═════ Records shown ═════
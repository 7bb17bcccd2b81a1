//! Polling driver — the loop that keeps the bell ringing.
//!
//! Each iteration yields for a short tick, runs one [`ScheduleEngine::cycle`]
//! and suspends for as long as the outcome allows. A schedule mutation wakes
//! the driver early; a failed cycle is logged and retried after a backoff.

use std::sync::Arc;
use std::time::Duration;

use crate::engine::{Cycle, ScheduleEngine};
use crate::ports::{Actuator, Clock, ScheduleStore};

/// Suspension intervals used by the [`PollingDriver`].
#[derive(Debug, Clone, Copy, PartialEq, Eq)]
pub struct DriverConfig {
    /// Yield before every cycle.
    pub tick: Duration,
    /// Nothing scheduled today.
    pub idle: Duration,
    /// Nothing eligible right now.
    pub retry: Duration,
    /// After a failed cycle.
    pub error_backoff: Duration,
    /// While the clock is unsynchronized.
    pub unsynced_backoff: Duration,
}

impl Default for DriverConfig {
    fn default() -> Self {
        Self {
            tick: Duration::from_millis(100),
            idle: Duration::from_secs(50),
            retry: Duration::from_secs(50),
            error_backoff: Duration::from_secs(1),
            unsynced_backoff: Duration::from_secs(5),
        }
    }
}

fn seconds(value: i64) -> Duration {
    Duration::from_secs(u64::try_from(value).unwrap_or_default())
}

pub struct PollingDriver<S, A, C> {
    engine: Arc<ScheduleEngine<S, A, C>>,
    config: DriverConfig,
}

impl<S, A, C> PollingDriver<S, A, C>
where
    S: ScheduleStore,
    A: Actuator,
    C: Clock,
{
    pub fn new(engine: Arc<ScheduleEngine<S, A, C>>, config: DriverConfig) -> Self {
        Self { engine, config }
    }

    /// How long to suspend after `cycle`.
    #[must_use]
    pub fn pause_after(&self, cycle: Cycle) -> Duration {
        match cycle {
            Cycle::Unsynchronized => self.config.unsynced_backoff,
            Cycle::Idle => self.config.idle,
            Cycle::Exhausted => self.config.retry,
            Cycle::Fired { .. } => Duration::ZERO,
            Cycle::WaitUntil(secs) | Cycle::WaitForGap(secs) => seconds(secs),
        }
    }

    /// Run one cycle and return the suspension that should follow it.
    /// Never fails: errors are logged and turned into a backoff.
    pub async fn step(&self) -> Duration {
        match self.engine.cycle().await {
            Ok(cycle) => self.pause_after(cycle),
            Err(err) => {
                tracing::error!(error = %err, "polling cycle failed");
                self.config.error_backoff
            }
        }
    }

    /// Loop forever. Cancel by aborting the task.
    pub async fn run(self) {
        tracing::info!(tick = ?self.config.tick, "polling driver started");
        loop {
            tokio::time::sleep(self.config.tick).await;
            let pause = self.step().await;
            if pause.is_zero() {
                continue;
            }
            tracing::trace!(?pause, "driver suspended");
            tokio::select! {
                () = tokio::time::sleep(pause) => {}
                () = self.engine.woken() => tracing::debug!("driver woken by schedule change"),
            }
        }
    }
}
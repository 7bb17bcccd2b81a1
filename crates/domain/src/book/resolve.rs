//! Resolver and template instantiator.

use serde::Serialize;

use super::ScheduleBook;
use crate::book::DocumentKey;
use crate::error::NotFoundError;
use crate::time::Moment;
use crate::timeline::Timeline;

/// Outcome of [`ScheduleBook::instantiate`].
#[derive(Debug, Clone, Copy, PartialEq, Eq)]
pub enum Instantiation {
    /// The template was anchored at this epoch second.
    Instantiated { anchor: i64 },
    NotFound,
    /// The schedule exists but is not a template.
    NotApplicable,
}

/// Outcome of a manual "run today" request.
#[derive(Debug, Clone, Copy, PartialEq, Eq, Serialize)]
#[serde(tag = "outcome", rename_all = "snake_case")]
pub enum Activation {
    /// A wild template was instantiated.
    Instantiated { anchor: i64 },
    /// A wild schedule whose current run has not finished yet.
    AlreadyRunning,
    /// A recurring schedule was added to today's one-time assignments.
    ScheduledToday,
}

impl ScheduleBook {
    /// Whether the active schedule `name` applies on the day of `now`.
    #[must_use]
    pub fn applies_on(&self, name: &str, now: Moment) -> bool {
        let date = now.date();
        if self.skip.contains(&date, name) {
            return false;
        }
        self.weekly
            .on(now.weekday())
            .is_some_and(|names| names.contains(name))
            || self.monthly.contains(&now.day_of_month(), name)
            || self.once.contains(&date, name)
    }

    /// Merge every active, non-template schedule that applies today.
    ///
    /// Schedules are merged in active-set order; on an identical trigger time
    /// the schedule that comes later in that order wins.
    #[must_use]
    pub fn resolve(&self, now: Moment) -> Timeline {
        let triggers = self
            .active
            .names()
            .iter()
            .filter(|name| self.applies_on(name, now))
            .filter_map(|name| self.schedules.get(name.as_str()))
            .filter(|schedule| !schedule.is_template())
            .flat_map(|schedule| {
                schedule
                    .triggers()
                    .into_iter()
                    .map(|(at, action)| (now.day_relative(at), action))
            });
        Timeline::merge(triggers)
    }

    /// Anchor the wild template `name` at `now` and enable it for today.
    pub fn instantiate(&mut self, name: &str, now: Moment) -> Instantiation {
        let Some(schedule) = self.schedules.get(name) else {
            return Instantiation::NotFound;
        };
        let anchor = now.epoch();
        let Some(live) = schedule.instantiate(anchor) else {
            return Instantiation::NotApplicable;
        };
        let finish = live
            .triggers()
            .last()
            .map_or(anchor, |(at, _)| *at);
        self.schedules.insert(name.to_string(), live);
        self.wild_schedules.insert(name.to_string());
        self.schedule_today(name, now);
        // a run crossing midnight must also resolve on the following days
        let last_day = Moment::new(finish, now.offset()).date();
        for date in now.date().iter_days().skip(1).take_while(|d| *d <= last_day) {
            self.once.add(date, [name.to_string()]);
        }
        self.mark(&[DocumentKey::Schedules, DocumentKey::WildSchedules]);
        Instantiation::Instantiated { anchor }
    }

    /// Restore the template form of a running wild schedule.
    ///
    /// Returns `false` when `name` is not a running wild schedule.
    pub fn deinstantiate(&mut self, name: &str) -> bool {
        if !self.wild_schedules.contains(name) {
            return false;
        }
        let Some(template) = self.schedules.get(name).and_then(|s| s.to_template()) else {
            return false;
        };
        self.schedules.insert(name.to_string(), template);
        self.mark(&[DocumentKey::Schedules]);
        true
    }

    /// Add `name` to the active set and to today's one-time assignments.
    fn schedule_today(&mut self, name: &str, now: Moment) {
        self.active.push(name.to_string());
        self.once.add(now.date(), [name.to_string()]);
        self.mark(&[DocumentKey::Active, DocumentKey::Once]);
    }

    /// Manual activation: instantiate a wild template, or schedule an
    /// existing recurring schedule for today.
    ///
    /// # Errors
    ///
    /// Returns [`NotFoundError`] if no schedule is named `name`.
    pub fn activate(&mut self, name: &str, now: Moment) -> Result<Activation, NotFoundError> {
        match self.instantiate(name, now) {
            Instantiation::Instantiated { anchor } => Ok(Activation::Instantiated { anchor }),
            Instantiation::NotFound => Err(NotFoundError::schedule(name)),
            Instantiation::NotApplicable if self.is_wild(name) => Ok(Activation::AlreadyRunning),
            Instantiation::NotApplicable => {
                self.schedule_today(name, now);
                Ok(Activation::ScheduledToday)
            }
        }
    }
}
//! Clock port — wall-clock time and its synchronization status.

use belfry_domain::time::Moment;

/// Source of the current local time.
pub trait Clock: Send + Sync {
    /// Current time with the controller's UTC offset.
    fn now(&self) -> Moment;

    /// `true` once the time has been externally synchronized.
    fn is_synchronized(&self) -> bool;

    /// Set the current time to `epoch` and mark the clock synchronized.
    fn synchronize(&self, epoch: i64);
}
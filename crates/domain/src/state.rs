//! Engine runtime state and tunables.

use serde::{Deserialize, Serialize};

use crate::error::ValidationError;

/// `progress` value meaning "nothing fired today".
pub const NO_PROGRESS: i64 = -1;

/// Runtime state written by the engine after every firing.
#[derive(Debug, Clone, Copy, PartialEq, Eq, Serialize, Deserialize)]
pub struct EngineState {
    /// Normalized time of the last fired trigger, or [`NO_PROGRESS`].
    pub progress: i64,
    /// Time of day of the last actuation; drives the minimum-gap guard.
    pub last_ring: i64,
    pub is_complete: bool,
    /// Epoch second at which the day's run completed.
    pub completed_on: i64,
    /// Day-boundary wraps observed since the last reset.
    pub midnight_reset_count: u32,
}

impl EngineState {
    /// Fresh state for the given tunables: nothing fired, gap guard open.
    #[must_use]
    pub fn fresh(tunables: Tunables) -> Self {
        Self {
            progress: NO_PROGRESS,
            last_ring: -tunables.gap,
            is_complete: false,
            completed_on: 0,
            midnight_reset_count: 0,
        }
    }
}

impl Default for EngineState {
    fn default() -> Self {
        Self::fresh(Tunables::default())
    }
}

/// Operator-adjustable engine parameters.
#[derive(Debug, Clone, Copy, PartialEq, Eq, Serialize, Deserialize)]
pub struct Tunables {
    /// Minimum seconds between two actuations.
    pub gap: i64,
    /// Seconds a missed trigger stays eligible for catch-up firing.
    pub max_wait: i64,
}

impl Tunables {
    pub const DEFAULT_GAP: i64 = 5;
    pub const DEFAULT_MAX_WAIT: i64 = 60;

    /// Apply optional overrides, validating each.
    ///
    /// # Errors
    ///
    /// Returns [`ValidationError::InvalidTunable`] for a negative gap or a
    /// non-positive catch-up window.
    pub fn with(self, gap: Option<i64>, max_wait: Option<i64>) -> Result<Self, ValidationError> {
        let gap = gap.unwrap_or(self.gap);
        let max_wait = max_wait.unwrap_or(self.max_wait);
        if gap < 0 {
            return Err(ValidationError::InvalidTunable {
                name: "gap",
                reason: "must not be negative",
            });
        }
        if max_wait <= 0 {
            return Err(ValidationError::InvalidTunable {
                name: "max_wait",
                reason: "must be positive",
            });
        }
        Ok(Self { gap, max_wait })
    }
}

impl Default for Tunables {
    fn default() -> Self {
        Self {
            gap: Self::DEFAULT_GAP,
            max_wait: Self::DEFAULT_MAX_WAIT,
        }
    }
}
//! Action — what the bell does when a trigger fires.
//!
//! On the wire an action is a slash-delimited string `"mode/p1/p2/p3"` with a
//! case-insensitive mode. It is parsed once when a document is loaded; input
//! that does not describe a known action is kept verbatim as
//! [`ActionSpec::Unrecognized`] so it survives a store round-trip and is
//! skipped at dispatch time instead of failing the whole document.

use std::fmt;

use serde::{Deserialize, Serialize};

/// A decoded actuation command.
#[derive(Debug, Clone, PartialEq, Serialize, Deserialize)]
#[serde(from = "String", into = "String")]
pub enum ActionSpec {
    /// Energize the relay and leave it on.
    On,
    /// Release the relay.
    Off,
    /// Single pulse: on for `seconds`, then off.
    Timer { seconds: f64 },
    /// `count` pulses of `on_seconds`, each followed by `off_seconds` of silence.
    Repeat {
        count: u32,
        on_seconds: f64,
        off_seconds: f64,
    },
    /// Anything that failed to parse, kept as written.
    Unrecognized(String),
}

impl ActionSpec {
    /// Decode a `"mode/p1/p2/p3"` descriptor. Never fails.
    #[must_use]
    pub fn parse(raw: &str) -> Self {
        let params: Vec<&str> = raw.splitn(4, '/').map(str::trim).collect();
        let mode = params.first().map(|m| m.to_ascii_lowercase()).unwrap_or_default();
        let parsed = match mode.as_str() {
            "on" => Some(Self::On),
            "off" => Some(Self::Off),
            "timer" => duration(params.get(1)).map(|seconds| Self::Timer { seconds }),
            "repeat" => params
                .get(1)
                .and_then(|count| count.parse::<u32>().ok())
                .zip(duration(params.get(2)))
                .zip(duration(params.get(3)))
                .map(|((count, on_seconds), off_seconds)| Self::Repeat {
                    count,
                    on_seconds,
                    off_seconds,
                }),
            _ => None,
        };
        parsed.unwrap_or_else(|| Self::Unrecognized(raw.to_string()))
    }

    #[must_use]
    pub fn is_recognized(&self) -> bool {
        !matches!(self, Self::Unrecognized(_))
    }
}

fn duration(param: Option<&&str>) -> Option<f64> {
    param
        .and_then(|p| p.parse::<f64>().ok())
        .filter(|secs| secs.is_finite() && *secs >= 0.0)
}

impl fmt::Display for ActionSpec {
    fn fmt(&self, f: &mut fmt::Formatter<'_>) -> fmt::Result {
        match self {
            Self::On => f.write_str("on"),
            Self::Off => f.write_str("off"),
            Self::Timer { seconds } => write!(f, "timer/{seconds}"),
            Self::Repeat {
                count,
                on_seconds,
                off_seconds,
            } => write!(f, "repeat/{count}/{on_seconds}/{off_seconds}"),
            Self::Unrecognized(raw) => f.write_str(raw),
        }
    }
}

impl From<String> for ActionSpec {
    fn from(raw: String) -> Self {
        Self::parse(&raw)
    }
}

impl From<ActionSpec> for String {
    fn from(action: ActionSpec) -> Self {
        action.to_string()
    }
}

#[cfg(test)]
mod tests {
    use super::*;

    #[test]
    fn should_parse_on_and_off_case_insensitively() {
        assert_eq!(ActionSpec::parse("ON"), ActionSpec::On);
        assert_eq!(ActionSpec::parse("Off"), ActionSpec::Off);
    }

    #[test]
    fn should_ignore_extra_parameters_for_on() {
        assert_eq!(ActionSpec::parse("on/12/x"), ActionSpec::On);
    }

    #[test]
    fn should_parse_timer_with_fractional_duration() {
        assert_eq!(
            ActionSpec::parse("timer/2.5"),
            ActionSpec::Timer { seconds: 2.5 }
        );
    }

    #[test]
    fn should_parse_repeat_with_count_and_durations() {
        assert_eq!(
            ActionSpec::parse("REPEAT/3/1.5/0.5"),
            ActionSpec::Repeat {
                count: 3,
                on_seconds: 1.5,
                off_seconds: 0.5,
            }
        );
    }

    #[test]
    fn should_keep_unknown_mode_verbatim() {
        assert_eq!(
            ActionSpec::parse("chime/3"),
            ActionSpec::Unrecognized("chime/3".to_string())
        );
    }

    #[test]
    fn should_treat_missing_timer_duration_as_unrecognized() {
        assert!(!ActionSpec::parse("timer").is_recognized());
        assert!(!ActionSpec::parse("timer/abc").is_recognized());
        assert!(!ActionSpec::parse("timer/-1").is_recognized());
    }

    #[test]
    fn should_treat_incomplete_repeat_as_unrecognized() {
        assert!(!ActionSpec::parse("repeat/3/1").is_recognized());
        assert!(!ActionSpec::parse("repeat/x/1/1").is_recognized());
    }

    #[test]
    fn should_display_in_wire_form() {
        assert_eq!(ActionSpec::Timer { seconds: 3.0 }.to_string(), "timer/3");
        assert_eq!(
            ActionSpec::Repeat {
                count: 2,
                on_seconds: 1.5,
                off_seconds: 0.5,
            }
            .to_string(),
            "repeat/2/1.5/0.5"
        );
    }

    #[test]
    fn should_serialize_as_slash_delimited_string() {
        let json = serde_json::to_value(ActionSpec::Timer { seconds: 4.0 }).unwrap();
        assert_eq!(json, serde_json::json!("timer/4"));

        let parsed: ActionSpec = serde_json::from_value(serde_json::json!("repeat/2/1/1")).unwrap();
        assert!(matches!(parsed, ActionSpec::Repeat { count: 2, .. }));
    }
}
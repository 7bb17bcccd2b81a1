//! Virtual relay — responds to `turn_on` / `turn_off` and records each call.

use std::sync::{Mutex, MutexGuard, PoisonError};

use belfry_app::ports::Actuator;
use belfry_domain::error::BelfryError;
use belfry_domain::time::{Timestamp, now};

/// Position of the relay contact.
#[derive(Debug, Clone, Copy, PartialEq, Eq, Default)]
pub enum RelayState {
    On,
    #[default]
    Off,
}

/// One recorded relay transition.
#[derive(Debug, Clone, PartialEq, Eq)]
pub struct Actuation {
    pub state: RelayState,
    pub at: Timestamp,
}

/// A simulated bell relay.
#[derive(Default)]
pub struct VirtualRelay {
    state: Mutex<RelayState>,
    log: Mutex<Vec<Actuation>>,
}

impl VirtualRelay {
    #[must_use]
    pub fn state(&self) -> RelayState {
        *self.state.lock().unwrap_or_else(PoisonError::into_inner)
    }

    /// Every transition so far, oldest first.
    #[must_use]
    pub fn actuations(&self) -> Vec<Actuation> {
        self.lock_log().clone()
    }

    fn switch(&self, state: RelayState) {
        *self.state.lock().unwrap_or_else(PoisonError::into_inner) = state;
        self.lock_log().push(Actuation { state, at: now() });
        tracing::info!(?state, "relay switched");
    }

    fn lock_log(&self) -> MutexGuard<'_, Vec<Actuation>> {
        self.log.lock().unwrap_or_else(PoisonError::into_inner)
    }
}

impl Actuator for VirtualRelay {
    fn turn_on(&self) -> impl Future<Output = Result<(), BelfryError>> + Send {
        self.switch(RelayState::On);
        async { Ok(()) }
    }

    fn turn_off(&self) -> impl Future<Output = Result<(), BelfryError>> + Send {
        self.switch(RelayState::Off);
        async { Ok(()) }
    }
}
═════
Problem to solve
Which of the lines above mention the word "Future"? Pull those lines out.

Output of the task
    fn turn_on(&self) -> impl Future<Output = Result<(), BelfryError>> + Send {
    fn turn_off(&self) -> impl Future<Output = Result<(), BelfryError>> + Send {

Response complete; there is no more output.